**Task goal:** Go through the following data and transcribe exactly the stretch of lines from the one holding "#[must_use]" to the one holding "assert_eq!(desc.operations.len(), 5);", both included.
═══ Source data ═══
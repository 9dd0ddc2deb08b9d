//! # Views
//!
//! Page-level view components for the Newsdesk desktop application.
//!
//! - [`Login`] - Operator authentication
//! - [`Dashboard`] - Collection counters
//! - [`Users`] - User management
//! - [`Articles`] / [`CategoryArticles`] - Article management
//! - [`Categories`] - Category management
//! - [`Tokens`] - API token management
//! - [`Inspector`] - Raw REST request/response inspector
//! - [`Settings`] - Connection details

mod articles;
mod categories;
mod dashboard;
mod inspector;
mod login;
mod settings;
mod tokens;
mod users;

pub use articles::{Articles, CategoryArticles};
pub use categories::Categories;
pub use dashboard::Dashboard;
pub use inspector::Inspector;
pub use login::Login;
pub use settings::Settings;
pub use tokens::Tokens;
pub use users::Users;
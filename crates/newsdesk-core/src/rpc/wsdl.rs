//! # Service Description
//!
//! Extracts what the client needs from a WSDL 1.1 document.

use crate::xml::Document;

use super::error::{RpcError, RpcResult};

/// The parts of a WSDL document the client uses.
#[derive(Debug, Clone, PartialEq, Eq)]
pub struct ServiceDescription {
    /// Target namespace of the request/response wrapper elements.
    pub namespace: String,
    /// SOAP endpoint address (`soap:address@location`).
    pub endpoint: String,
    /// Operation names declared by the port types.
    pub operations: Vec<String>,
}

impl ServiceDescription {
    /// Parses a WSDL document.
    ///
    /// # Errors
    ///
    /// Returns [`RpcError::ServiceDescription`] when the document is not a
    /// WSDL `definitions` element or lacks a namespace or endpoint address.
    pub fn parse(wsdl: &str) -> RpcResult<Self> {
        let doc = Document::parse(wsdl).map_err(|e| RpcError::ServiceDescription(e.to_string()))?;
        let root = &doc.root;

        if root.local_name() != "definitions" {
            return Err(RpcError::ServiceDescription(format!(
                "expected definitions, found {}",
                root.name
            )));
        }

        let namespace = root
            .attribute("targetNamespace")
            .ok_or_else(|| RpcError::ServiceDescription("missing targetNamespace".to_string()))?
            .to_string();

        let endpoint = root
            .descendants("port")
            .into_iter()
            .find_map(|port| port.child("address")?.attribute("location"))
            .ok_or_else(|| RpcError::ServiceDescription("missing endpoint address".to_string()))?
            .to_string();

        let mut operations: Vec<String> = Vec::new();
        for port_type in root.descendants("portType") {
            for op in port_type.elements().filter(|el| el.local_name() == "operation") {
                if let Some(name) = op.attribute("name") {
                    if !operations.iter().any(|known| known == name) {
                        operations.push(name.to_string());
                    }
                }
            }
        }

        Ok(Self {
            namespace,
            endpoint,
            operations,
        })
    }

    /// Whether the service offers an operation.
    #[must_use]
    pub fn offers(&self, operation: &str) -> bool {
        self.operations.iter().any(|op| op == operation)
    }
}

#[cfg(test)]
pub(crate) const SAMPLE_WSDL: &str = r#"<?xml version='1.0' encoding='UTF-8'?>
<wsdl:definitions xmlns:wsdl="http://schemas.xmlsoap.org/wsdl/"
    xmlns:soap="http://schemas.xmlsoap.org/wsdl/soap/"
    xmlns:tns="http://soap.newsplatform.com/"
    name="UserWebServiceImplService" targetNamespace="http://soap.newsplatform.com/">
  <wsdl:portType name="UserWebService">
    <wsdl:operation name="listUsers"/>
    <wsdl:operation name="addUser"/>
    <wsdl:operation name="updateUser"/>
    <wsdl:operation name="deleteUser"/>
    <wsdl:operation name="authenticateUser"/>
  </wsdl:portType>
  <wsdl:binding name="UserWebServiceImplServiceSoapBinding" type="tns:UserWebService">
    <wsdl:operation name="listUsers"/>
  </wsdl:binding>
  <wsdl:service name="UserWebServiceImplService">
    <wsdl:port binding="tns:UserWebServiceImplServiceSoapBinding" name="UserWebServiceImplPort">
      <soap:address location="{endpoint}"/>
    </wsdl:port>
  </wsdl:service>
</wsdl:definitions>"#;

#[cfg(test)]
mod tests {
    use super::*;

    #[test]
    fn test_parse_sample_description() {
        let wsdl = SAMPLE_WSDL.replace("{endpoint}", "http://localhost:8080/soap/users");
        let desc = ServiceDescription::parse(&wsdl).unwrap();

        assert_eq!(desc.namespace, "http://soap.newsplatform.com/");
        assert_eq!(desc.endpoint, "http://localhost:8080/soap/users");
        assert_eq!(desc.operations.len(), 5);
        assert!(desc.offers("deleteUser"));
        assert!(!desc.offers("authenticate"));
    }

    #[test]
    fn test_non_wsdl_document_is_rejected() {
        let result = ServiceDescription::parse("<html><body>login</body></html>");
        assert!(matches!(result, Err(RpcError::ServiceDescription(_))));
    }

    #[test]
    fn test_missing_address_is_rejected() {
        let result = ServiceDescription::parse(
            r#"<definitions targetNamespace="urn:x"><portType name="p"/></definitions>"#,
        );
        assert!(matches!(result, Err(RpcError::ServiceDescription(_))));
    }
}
═══
**Task output:**
    #[must_use]
    pub fn offers(&self, operation: &str) -> bool {
        self.operations.iter().any(|op| op == operation)
    }
}

#[cfg(test)]
pub(crate) const SAMPLE_WSDL: &str = r#"<?xml version='1.0' encoding='UTF-8'?>
<wsdl:definitions xmlns:wsdl="http://schemas.xmlsoap.org/wsdl/"
    xmlns:soap="http://schemas.xmlsoap.org/wsdl/soap/"
    xmlns:tns="http://soap.newsplatform.com/"
    name="UserWebServiceImplService" targetNamespace="http://soap.newsplatform.com/">
  <wsdl:portType name="UserWebService">
    <wsdl:operation name="listUsers"/>
    <wsdl:operation name="addUser"/>
    <wsdl:operation name="updateUser"/>
    <wsdl:operation name="deleteUser"/>
    <wsdl:operation name="authenticateUser"/>
  </wsdl:portType>
  <wsdl:binding name="UserWebServiceImplServiceSoapBinding" type="tns:UserWebService">
    <wsdl:operation name="listUsers"/>
  </wsdl:binding>
  <wsdl:service name="UserWebServiceImplService">
    <wsdl:port binding="tns:UserWebServiceImplServiceSoapBinding" name="UserWebServiceImplPort">
      <soap:address location="{endpoint}"/>
    </wsdl:port>
  </wsdl:service>
</wsdl:definitions>"#;

#[cfg(test)]
mod tests {
    use super::*;

    #[test]
    fn test_parse_sample_description() {
        let wsdl = SAMPLE_WSDL.replace("{endpoint}", "http://localhost:8080/soap/users");
        let desc = ServiceDescription::parse(&wsdl).unwrap();

        assert_eq!(desc.namespace, "http://soap.newsplatform.com/");
        assert_eq!(desc.endpoint, "http://localhost:8080/soap/users");
        assert_eq!(desc.operations.len(), 5);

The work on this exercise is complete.